►
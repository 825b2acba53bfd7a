//! Catalog Filtering and Sorting Helpers
//!
//! Pure functions that turn the full product list plus a set of
//! [`FilterCriteria`] into the derived view. They never mutate their input.

use super::models::{CatalogError, CriteriaUpdate, FilterCriteria, Product, SortKey};
use std::cmp::Ordering;
use std::collections::HashSet;

/// Returns `true` when `product` passes every active filter.
///
/// The search, category, brand and stock filters only apply when set; the
/// price range is always applied.
pub fn matches_criteria(product: &Product, criteria: &FilterCriteria) -> bool {
    matches_search(product, &criteria.search)
        && (criteria.categories.is_empty() || criteria.categories.contains(&product.category))
        && (criteria.brands.is_empty() || criteria.brands.contains(&product.brand))
        && criteria.price_range.contains(product.price)
        && (!criteria.in_stock_only || product.in_stock)
}

fn matches_search(product: &Product, search: &str) -> bool {
    if search.is_empty() {
        return true;
    }

    let query = search.to_lowercase();
    product.name.to_lowercase().contains(&query)
        || product.description.to_lowercase().contains(&query)
        || product.brand.to_lowercase().contains(&query)
}

/// Compares two display strings the way a shopper expects to see them listed.
///
/// Letters compare case-insensitively first; on a tie the lowercase form
/// sorts before the uppercase one, then raw code points decide.
pub fn locale_cmp(a: &str, b: &str) -> Ordering {
    let folded = a
        .chars()
        .flat_map(char::to_lowercase)
        .cmp(b.chars().flat_map(char::to_lowercase));

    folded
        .then_with(|| {
            a.chars()
                .map(char::is_uppercase)
                .cmp(b.chars().map(char::is_uppercase))
        })
        .then_with(|| a.cmp(b))
}

/// Stable sort of `products` by `sort_by`. Equal keys keep their relative order.
pub fn sort_products(products: &mut [Product], sort_by: SortKey) {
    match sort_by {
        SortKey::NameAsc => products.sort_by(|a, b| locale_cmp(&a.name, &b.name)),
        SortKey::PriceAsc => products.sort_by(|a, b| a.price.total_cmp(&b.price)),
        SortKey::PriceDesc => products.sort_by(|a, b| b.price.total_cmp(&a.price)),
        SortKey::RatingDesc => products.sort_by(|a, b| b.rating.total_cmp(&a.rating)),
    }
}

/// Computes the derived view: filter `products`, then sort the survivors.
pub fn apply_criteria(products: &[Product], criteria: &FilterCriteria) -> Vec<Product> {
    let mut view: Vec<Product> = products
        .iter()
        .filter(|p| matches_criteria(p, criteria))
        .cloned()
        .collect();

    sort_products(&mut view, criteria.sort_by);
    view
}

/// Applies a single criteria change in place.
pub fn update_criteria(criteria: &mut FilterCriteria, update: CriteriaUpdate) {
    match update {
        CriteriaUpdate::SetSearchQuery(query) => criteria.search = query,
        CriteriaUpdate::ToggleCategory(category) => {
            toggle_selection(&mut criteria.categories, category)
        }
        CriteriaUpdate::ToggleBrand(brand) => toggle_selection(&mut criteria.brands, brand),
        CriteriaUpdate::SetPriceRange(range) => criteria.price_range = range,
        CriteriaUpdate::ToggleInStockOnly => criteria.in_stock_only = !criteria.in_stock_only,
        CriteriaUpdate::SetSortBy(sort_by) => criteria.sort_by = sort_by,
        CriteriaUpdate::ClearFilters => *criteria = FilterCriteria::default(),
    }
}

/// Removes `value` if selected, otherwise appends it.
fn toggle_selection(selection: &mut Vec<String>, value: String) {
    if let Some(pos) = selection.iter().position(|v| *v == value) {
        selection.remove(pos);
    } else {
        selection.push(value);
    }
}

/// Distinct values of `field` across `products`, in first-seen order.
pub fn distinct_values<'a, F>(products: &'a [Product], field: F) -> Vec<String>
where
    F: Fn(&'a Product) -> &'a str,
{
    let mut seen = HashSet::new();
    products
        .iter()
        .map(field)
        .filter(|v| seen.insert(*v))
        .map(str::to_string)
        .collect()
}

/// Fails on the first product id that appears twice.
pub fn ensure_unique_ids(products: &[Product]) -> Result<(), CatalogError> {
    let mut seen = HashSet::new();
    for product in products {
        if !seen.insert(product.id) {
            return Err(CatalogError::DuplicateProductId(product.id));
        }
    }
    Ok(())
}

#[cfg(test)]
mod tests {
    use super::*;
    use crate::catalog::fixtures::sample_products;
    use crate::catalog::models::PriceRange;

    fn product(id: u64, name: &str, price: f64, rating: f64) -> Product {
        Product {
            id,
            name: name.into(),
            price,
            category: "Misc".into(),
            brand: "Acme".into(),
            rating,
            image: String::new(),
            description: String::new(),
            in_stock: true,
        }
    }

    #[test]
    fn test_locale_cmp_ignores_case_first() {
        assert_eq!(locale_cmp("Laptop Backpack", "LED Desk Lamp"), Ordering::Less);
        assert_eq!(locale_cmp("apple", "Banana"), Ordering::Less);
        assert_eq!(locale_cmp("apple", "Apple"), Ordering::Less);
        assert_eq!(locale_cmp("Apple", "Apple"), Ordering::Equal);
    }

    #[test]
    fn test_sort_is_stable_for_equal_keys() {
        let mut products = vec![
            product(1, "B", 10.0, 4.0),
            product(2, "A", 5.0, 4.5),
            product(3, "C", 10.0, 4.0),
            product(4, "D", 5.0, 4.0),
        ];

        sort_products(&mut products, SortKey::PriceAsc);
        let ids: Vec<u64> = products.iter().map(|p| p.id).collect();
        assert_eq!(ids, vec![2, 4, 1, 3]);

        sort_products(&mut products, SortKey::RatingDesc);
        let ids: Vec<u64> = products.iter().map(|p| p.id).collect();
        assert_eq!(ids, vec![2, 4, 1, 3]);
    }

    #[test]
    fn test_search_matches_name_description_or_brand() {
        let products = sample_products();
        let mut criteria = FilterCriteria {
            search: "AUDIOTECH".into(),
            ..Default::default()
        };

        let ids: Vec<u64> = apply_criteria(&products, &criteria).iter().map(|p| p.id).collect();
        assert_eq!(ids, vec![6, 1]);

        criteria.search = "carafe".into();
        let view = apply_criteria(&products, &criteria);
        assert_eq!(view.len(), 1);
        assert_eq!(view[0].name, "Coffee Maker");
    }

    #[test]
    fn test_every_predicate_holds_for_each_result() {
        let products = sample_products();
        let criteria = FilterCriteria {
            categories: vec!["Electronics".into(), "Sportswear".into()],
            brands: vec!["AudioTech".into(), "FitLife".into(), "TypeMaster".into()],
            price_range: PriceRange::new(30.0, 150.0),
            in_stock_only: true,
            search: "e".into(),
            sort_by: SortKey::PriceDesc,
        };

        let view = apply_criteria(&products, &criteria);
        assert!(!view.is_empty());
        for p in &view {
            assert!(products.contains(p));
            assert!(matches_criteria(p, &criteria));
        }

        let expected = products.iter().filter(|p| matches_criteria(p, &criteria)).count();
        assert_eq!(view.len(), expected);
        assert!(view.windows(2).all(|w| w[0].price >= w[1].price));
    }

    #[test]
    fn test_toggle_selection_is_symmetric() {
        let mut criteria = FilterCriteria::default();
        update_criteria(&mut criteria, CriteriaUpdate::ToggleBrand("B".into()));
        update_criteria(&mut criteria, CriteriaUpdate::ToggleBrand("A".into()));
        assert_eq!(criteria.brands, vec!["B".to_string(), "A".to_string()]);

        update_criteria(&mut criteria, CriteriaUpdate::ToggleBrand("B".into()));
        assert_eq!(criteria.brands, vec!["A".to_string()]);
    }

    #[test]
    fn test_distinct_values_keep_first_seen_order() {
        let products = sample_products();
        let categories = distinct_values(&products, |p| p.category.as_str());
        assert_eq!(
            categories,
            vec!["Electronics", "Sportswear", "Home & Kitchen", "Accessories"]
        );
    }

    #[test]
    fn test_duplicate_ids_are_rejected() {
        let products = vec![product(1, "A", 1.0, 1.0), product(1, "B", 2.0, 2.0)];
        assert_eq!(
            ensure_unique_ids(&products),
            Err(CatalogError::DuplicateProductId(1))
        );
    }
}
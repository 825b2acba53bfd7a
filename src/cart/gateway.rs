//! Remote Cart Gateway
//!
//! The cart store never owns authoritative cart state; every command goes
//! through a [`CartGateway`].

use super::error::GatewayError;
use super::models::{AddToCartRequest, CartLine, CartResponse};
use async_trait::async_trait;
use std::sync::Arc;

/// Service boundary that holds the authoritative cart.
#[async_trait]
pub trait CartGateway: Send + Sync {
    /// Returns every line in the cart. An empty response is an empty cart.
    async fn fetch(&self) -> Result<CartResponse, GatewayError>;

    /// Adds a product and returns the line the gateway stored.
    async fn add(&self, request: &AddToCartRequest) -> Result<CartLine, GatewayError>;

    /// Sets the quantity of `line_id` and returns the updated line.
    async fn update(&self, line_id: u64, quantity: u32) -> Result<CartLine, GatewayError>;

    /// Deletes `line_id`.
    async fn delete(&self, line_id: u64) -> Result<(), GatewayError>;
}

#[async_trait]
impl<G> CartGateway for Arc<G>
where
    G: CartGateway + ?Sized,
{
    async fn fetch(&self) -> Result<CartResponse, GatewayError> {
        (**self).fetch().await
    }

    async fn add(&self, request: &AddToCartRequest) -> Result<CartLine, GatewayError> {
        (**self).add(request).await
    }

    async fn update(&self, line_id: u64, quantity: u32) -> Result<CartLine, GatewayError> {
        (**self).update(line_id, quantity).await
    }

    async fn delete(&self, line_id: u64) -> Result<(), GatewayError> {
        (**self).delete(line_id).await
    }
}
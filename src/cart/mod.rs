//! Shopping Cart Domain Module
//!
//! This module contains all shopping cart business logic, including:
//! - Domain models (CartLine, gateway payloads, CartState)
//! - Reconciliation helpers (merging gateway responses, totals)
//! - The gateway boundary and its error type
//! - The cart state container

pub mod error;
pub mod gateway;
pub mod helpers;
pub mod models;
pub mod store;

// Re-export commonly used types for convenience
pub use error::{CartError, GatewayError};
pub use gateway::CartGateway;
pub use models::{
    AddToCartRequest, CartCommand, CartLine, CartResponse, CartState, CartTotals, RequestStatus,
    UpdateCartItemRequest,
};
pub use store::CartStore;
use std::sync::Arc;

use storefront::api::AppState;
use storefront::config::{Settings, DEFAULT_LOG_FILTER};
use storefront::router::create_app_router;
use tracing::{error, info};
use tracing_subscriber::EnvFilter;

#[tokio::main]
async fn main() {
    let settings = Settings::from_env();

    let log_filter = settings
        .as_ref()
        .map(|s| s.log_filter.clone())
        .unwrap_or_else(|_| DEFAULT_LOG_FILTER.to_string());
    tracing_subscriber::fmt()
        .with_env_filter(EnvFilter::new(log_filter))
        .with_target(false)
        .init();

    let settings = match settings {
        Ok(settings) => settings,
        Err(e) => {
            error!("Failed to load configuration: {}", e);
            std::process::exit(1);
        }
    };

    // Initialize application state
    let state = Arc::new(AppState::new());

    // Build application router with all routes and middleware
    let app = create_app_router(state);

    let listener = match tokio::net::TcpListener::bind(settings.bind_addr).await {
        Ok(listener) => listener,
        Err(e) => {
            error!("Failed to bind to {}: {}", settings.bind_addr, e);
            std::process::exit(1);
        }
    };
    info!("Server running on http://{}", settings.bind_addr);

    if let Err(e) = axum::serve(listener, app)
        .with_graceful_shutdown(shutdown_signal())
        .await
    {
        error!("Server error: {}", e);
        std::process::exit(1);
    }

    info!("Server stopped");
}

async fn shutdown_signal() {
    match tokio::signal::ctrl_c().await {
        Ok(()) => info!("Received Ctrl+C, shutting down"),
        Err(e) => {
            error!("Failed to listen for Ctrl+C: {}", e);
            std::future::pending::<()>().await;
        }
    }
}
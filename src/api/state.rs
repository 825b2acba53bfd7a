//! Mock Cart API State Management
//!
//! This module holds the single in-memory cart served by the mock API and
//! the catalog it lists products from.

use super::error::ApiError;
use crate::cart::{AddToCartRequest, CartLine};
use crate::catalog::{fixtures::sample_products, Product};
use dashmap::{mapref::entry::Entry, DashMap};
use std::sync::atomic::{AtomicU64, Ordering};
use std::sync::Arc;
use std::time::{SystemTime, UNIX_EPOCH};

// =============================================================================
// Application State
// =============================================================================

/// Shared application state that can be safely passed between threads
pub type SharedState = Arc<AppState>;

/// Core application state containing the mock cart and the catalog
pub struct AppState {
    /// Cart lines keyed by product id, one line per product.
    /// DashMap allows concurrent access without external Mutexes.
    pub cart: DashMap<u64, CartLine>,

    /// Products served by the catalog endpoint.
    pub catalog: Vec<Product>,

    /// Highest line id handed out so far.
    last_line_id: AtomicU64,
}

impl Default for AppState {
    fn default() -> Self {
        Self::new()
    }
}

impl AppState {
    /// Creates an empty cart over the sample catalog
    pub fn new() -> Self {
        Self::with_catalog(sample_products())
    }

    pub fn with_catalog(catalog: Vec<Product>) -> Self {
        Self {
            cart: DashMap::new(),
            catalog,
            last_line_id: AtomicU64::new(0),
        }
    }

    /// All cart lines, oldest first
    pub fn cart_lines(&self) -> Vec<CartLine> {
        let mut lines: Vec<CartLine> = self.cart.iter().map(|e| e.value().clone()).collect();
        lines.sort_by_key(|l| l.id);
        lines
    }

    /// Adds `request` to the cart.
    ///
    /// A product already in the cart gains the requested quantity (0 counts
    /// as 1) and keeps its line id; otherwise a new line is created. The
    /// product's entry stays locked for the whole lookup-and-insert, so
    /// concurrent adds of one product always land on a single line.
    pub fn add_line(&self, request: AddToCartRequest) -> Result<CartLine, ApiError> {
        let quantity = request.quantity.max(1);

        match self.cart.entry(request.product_id) {
            Entry::Occupied(mut entry) => {
                let line = entry.get_mut();
                line.quantity = line
                    .quantity
                    .checked_add(quantity)
                    .ok_or_else(|| ApiError::BadRequest("Quantity is too large".to_string()))?;
                Ok(line.clone())
            }
            Entry::Vacant(entry) => {
                let line = CartLine {
                    id: self.next_line_id(),
                    product_id: request.product_id,
                    name: request.name,
                    price: request.price,
                    quantity,
                    image: request.image,
                };
                Ok(entry.insert(line).value().clone())
            }
        }
    }

    /// Sets the quantity of `line_id`; `None` when the line does not exist.
    pub fn update_line(&self, line_id: u64, quantity: u32) -> Option<CartLine> {
        let product_id = self.product_of(line_id)?;
        let mut line = self.cart.get_mut(&product_id)?;
        if line.id != line_id {
            return None;
        }
        line.quantity = quantity;
        Some(line.clone())
    }

    /// Deletes `line_id`, returning the removed line.
    pub fn remove_line(&self, line_id: u64) -> Option<CartLine> {
        let product_id = self.product_of(line_id)?;
        self.cart
            .remove_if(&product_id, |_, line| line.id == line_id)
            .map(|(_, line)| line)
    }

    fn product_of(&self, line_id: u64) -> Option<u64> {
        self.cart
            .iter()
            .find(|e| e.value().id == line_id)
            .map(|e| *e.key())
    }

    /// Millisecond timestamp, bumped past the last issued id so that rapid
    /// successive adds never collide.
    fn next_line_id(&self) -> u64 {
        let now = SystemTime::now()
            .duration_since(UNIX_EPOCH)
            .map(|d| d.as_millis() as u64)
            .unwrap_or_default();

        let previous = self
            .last_line_id
            .fetch_update(Ordering::SeqCst, Ordering::SeqCst, |last| {
                Some(now.max(last + 1))
            })
            .unwrap_or_else(|last| last);

        now.max(previous + 1)
    }
}

#[cfg(test)]
mod tests {
    use super::*;

    fn request(product_id: u64, quantity: u32) -> AddToCartRequest {
        AddToCartRequest {
            product_id,
            quantity,
            name: format!("Product {}", product_id),
            price: 10.0,
            image: None,
        }
    }

    #[test]
    fn test_rapid_adds_get_distinct_increasing_ids() {
        let state = AppState::new();
        let ids: Vec<u64> = (1..=50)
            .map(|p| state.add_line(request(p, 1)).unwrap().id)
            .collect();

        assert!(ids.windows(2).all(|w| w[0] < w[1]));
        assert_eq!(state.cart_lines().len(), 50);
    }

    #[test]
    fn test_same_product_accumulates_on_one_line() {
        let state = AppState::new();
        let first = state.add_line(request(1, 3)).unwrap();
        let second = state.add_line(request(1, 5)).unwrap();
        let third = state.add_line(request(1, 0)).unwrap();

        assert_eq!(first.id, second.id);
        assert_eq!(second.quantity, 8);
        assert_eq!(third.quantity, 9);
        assert_eq!(state.cart_lines().len(), 1);
    }

    #[test]
    fn test_update_and_remove_unknown_line() {
        let state = AppState::new();
        assert!(state.update_line(1, 2).is_none());
        assert!(state.remove_line(1).is_none());

        let line = state.add_line(request(2, 1)).unwrap();
        assert_eq!(state.update_line(line.id, 4).map(|l| l.quantity), Some(4));
        assert_eq!(state.remove_line(line.id).map(|l| l.id), Some(line.id));
        assert!(state.cart_lines().is_empty());
    }

    #[test]
    fn test_quantity_overflow_is_rejected() {
        let state = AppState::new();
        state.add_line(request(3, u32::MAX)).unwrap();

        let err = state.add_line(request(3, 1)).unwrap_err();

        assert_eq!(err, ApiError::BadRequest("Quantity is too large".into()));
        assert_eq!(state.cart_lines()[0].quantity, u32::MAX);
    }

    #[test]
    fn test_concurrent_adds_of_one_product_share_a_line() {
        let state = AppState::new();

        std::thread::scope(|scope| {
            for _ in 0..8 {
                scope.spawn(|| {
                    for _ in 0..25 {
                        state.add_line(request(4, 1)).unwrap();
                    }
                });
            }
        });

        let lines = state.cart_lines();
        assert_eq!(lines.len(), 1);
        assert_eq!(lines[0].quantity, 200);
    }
}
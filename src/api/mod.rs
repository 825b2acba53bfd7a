//! Mock Cart API Module
//!
//! This module contains the in-memory cart service the storefront talks to,
//! including:
//! - HTTP models and errors
//! - Application state (the single mock cart and the catalog)
//! - Route handlers for the catalog and cart endpoints
//! - A cart gateway that calls those endpoints in-process

pub mod error;
pub mod gateway;
pub mod handlers;
pub mod models;
pub mod state;

// Re-export commonly used types and functions
pub use gateway::ApiCartGateway;
pub use handlers::routes;
pub use state::{AppState, SharedState};
use std::{
	fs,
	path::{Path, PathBuf},
};

use log::trace;
use walkdir::WalkDir;

use super::config::Transform;
use crate::global::error::*;
use crate::utils;

fn canonical(path: &Path) -> InternalResult<PathBuf> {
	fs::canonicalize(path).map_err(|err| InternalError::file(path, err))
}

/// Copies the contents of `source` into the existing directory `dest`, preserving permissions.
/// Symlinks are recreated as symlinks, absolute targets pointing inside `source` are rewritten to relative ones.
/// `transform` runs on each copied regular file.
pub(crate) fn copy_dir(source: &Path, dest: &Path, transform: Option<&Transform>) -> InternalResult<u64> {
	let source = canonical(source)?;
	let dest = canonical(dest)?;

	if source == dest {
		return Ok(0);
	}

	if dest.starts_with(&source) {
		return Err(InternalError::InvalidPath(format!(
			"Cannot copy a directory into itself. copy \"{}\" -> \"{}\"",
			source.display(),
			dest.display()
		)));
	}

	let mut copied = 0;
	for entry in WalkDir::new(&source).min_depth(1).follow_links(false).sort_by_file_name() {
		let entry = entry.map_err(|err| {
			let path = err.path().map(Path::to_path_buf).unwrap_or_else(|| source.clone());
			InternalError::file(path, err.into())
		})?;

		let relative = match entry.path().strip_prefix(&source) {
			Ok(relative) => relative,
			Err(_) => continue,
		};

		let target = dest.join(relative);
		let file_type = entry.file_type();

		if file_type.is_dir() {
			fs::create_dir_all(&target).map_err(|err| InternalError::file(&target, err))?;
			let permissions = entry.metadata().map_err(|err| InternalError::file(entry.path(), err.into()))?.permissions();
			fs::set_permissions(&target, permissions).map_err(|err| InternalError::file(&target, err))?;
		} else if file_type.is_symlink() {
			let link = fs::read_link(entry.path()).map_err(|err| InternalError::file(entry.path(), err))?;
			let link = relink(&source, entry.path(), link);

			utils::symlink(&link, &target).map_err(|err| InternalError::file(&target, err))?;
		} else {
			fs::copy(entry.path(), &target).map_err(|err| InternalError::file(entry.path(), err))?;

			if let Some(transform) = transform {
				transform(entry.path(), &target).map_err(|err| InternalError::file(&target, err))?;
			}
		}

		trace!("Copied {} -> {}", entry.path().display(), target.display());
		copied += 1;
	}

	Ok(copied)
}

// Absolute targets inside `root` are rewritten relative to the link's directory
fn relink(root: &Path, link_path: &Path, target: PathBuf) -> PathBuf {
	if !target.is_absolute() {
		return target;
	}

	let resolved = match fs::canonicalize(&target) {
		Ok(resolved) if resolved.starts_with(root) => resolved,
		_ => return target,
	};

	let parent = match link_path.parent().map(fs::canonicalize) {
		Some(Ok(parent)) => parent,
		_ => return target,
	};

	pathdiff::diff_paths(resolved, parent).unwrap_or(target)
}
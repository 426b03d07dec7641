use std::{
	env,
	fs::{self, File},
	io::{BufWriter, Write},
	path::Path,
};

use log::debug;

mod config;
mod copy;
mod header;

pub use config::{PackConfig, Transform};

use crate::global::{error::*, record};
use crate::utils;
use header::{FileInfo, HeaderBuilder};

/// Packs the directory `src` into an archive at `dest`, returning the number of bytes written to `dest`.
///
/// `src` is first copied into a private scratch directory, applying the configured transform, and the archive is built from that copy.
/// Files matched by the unpack pattern are copied to `<dest>.unpacked` instead of being stored inside the archive.
pub fn pack(src: impl AsRef<Path>, dest: impl AsRef<Path>, config: &PackConfig) -> InternalResult<u64> {
	let src = src.as_ref();
	let dest = dest.as_ref();

	if !src.is_dir() {
		return Err(InternalError::InvalidPath(format!("Not a directory: {}", src.display())));
	}

	// Everything past this point reads the scratch copy, never `src`
	let scratch_root = config.scratch_root.clone().unwrap_or_else(env::temp_dir);
	fs::create_dir_all(&scratch_root).map_err(|err| InternalError::file(&scratch_root, err))?;

	let scratch = tempfile::Builder::new()
		.prefix("asar-pack-")
		.tempdir_in(&scratch_root)
		.map_err(|err| InternalError::file(&scratch_root, err))?;

	let scratch_dir = fs::canonicalize(scratch.path()).map_err(|err| InternalError::file(scratch.path(), err))?;

	let copied = copy::copy_dir(src, &scratch_dir, config.transform.as_deref())?;
	debug!("Copied {} entries from {} into {}", copied, src.display(), scratch_dir.display());

	// Assemble and encode the header
	let (tree, files, data_size) = HeaderBuilder::new(&scratch_dir, config)?.build()?;
	let json = tree.to_json(false)?;

	let header_record = record::write_string_record(&json)?;
	let header_size = u32::try_from(header_record.len())
		.map_err(|_| InternalError::InvalidHeader(format!("Header of {} bytes is too large", header_record.len())))?;
	let size_record = record::write_u32_record(header_size);

	debug!(
		"Header for {} is {} bytes, indexing {} files with {} bytes of packed data",
		dest.display(),
		header_size,
		files.len(),
		data_size
	);

	if let Some(parent) = dest.parent().filter(|p| !p.as_os_str().is_empty()) {
		fs::create_dir_all(parent).map_err(|err| InternalError::file(parent, err))?;
	}

	let target = File::create(dest).map_err(|err| InternalError::file(dest, err))?;
	let mut target = BufWriter::new(target);

	target.write_all(&size_record).map_err(|err| InternalError::file(dest, err))?;
	target.write_all(&header_record).map_err(|err| InternalError::file(dest, err))?;

	let mut bytes_written = (size_record.len() + header_record.len()) as u64;
	bytes_written += write_files(&mut target, dest, &scratch_dir, &files)?;

	target.flush().map_err(|err| InternalError::file(dest, err))?;

	if let Err(err) = scratch.close() {
		log::warn!("Unable to remove scratch directory: {}", err);
	}

	Ok(bytes_written)
}

// Appends packed files to the data section in traversal order, and copies unpacked files beside the archive
fn write_files<W: Write>(target: &mut W, dest: &Path, scratch: &Path, files: &[FileInfo]) -> InternalResult<u64> {
	let unpacked_root = utils::unpacked_dir(dest);
	let mut bytes_written = 0;

	for info in files {
		if info.symlink {
			continue;
		}

		if info.unpacked {
			let relative = info.path.strip_prefix(scratch).unwrap_or(&info.path);
			let loose = unpacked_root.join(relative);

			if let Some(parent) = loose.parent() {
				fs::create_dir_all(parent).map_err(|err| InternalError::file(parent, err))?;
			}

			fs::copy(&info.path, &loose).map_err(|err| InternalError::file(&loose, err))?;
			debug!("Unpacked {} into {}", relative.display(), loose.display());
			continue;
		}

		let mut source = File::open(&info.path).map_err(|err| InternalError::file(&info.path, err))?;
		bytes_written +=
			utils::copy_exact(&mut source, target, info.size).map_err(|err| InternalError::file(&info.path, err))?;
	}

	Ok(bytes_written)
}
◄
Work to be completed: Starting with the first line of the records above, give back each line exactly until the line with "use std::cmp::Ordering;" has been given as well.

Expected output:
repository 825b2acba53bfd7a
//! Catalog Filtering and Sorting Helpers
//!
//! Pure functions that turn the full product list plus a set of
//! [`FilterCriteria`] into the derived view. They never mutate their input.

use super::models::{CatalogError, CriteriaUpdate, FilterCriteria, Product, SortKey};
use std::cmp::Ordering;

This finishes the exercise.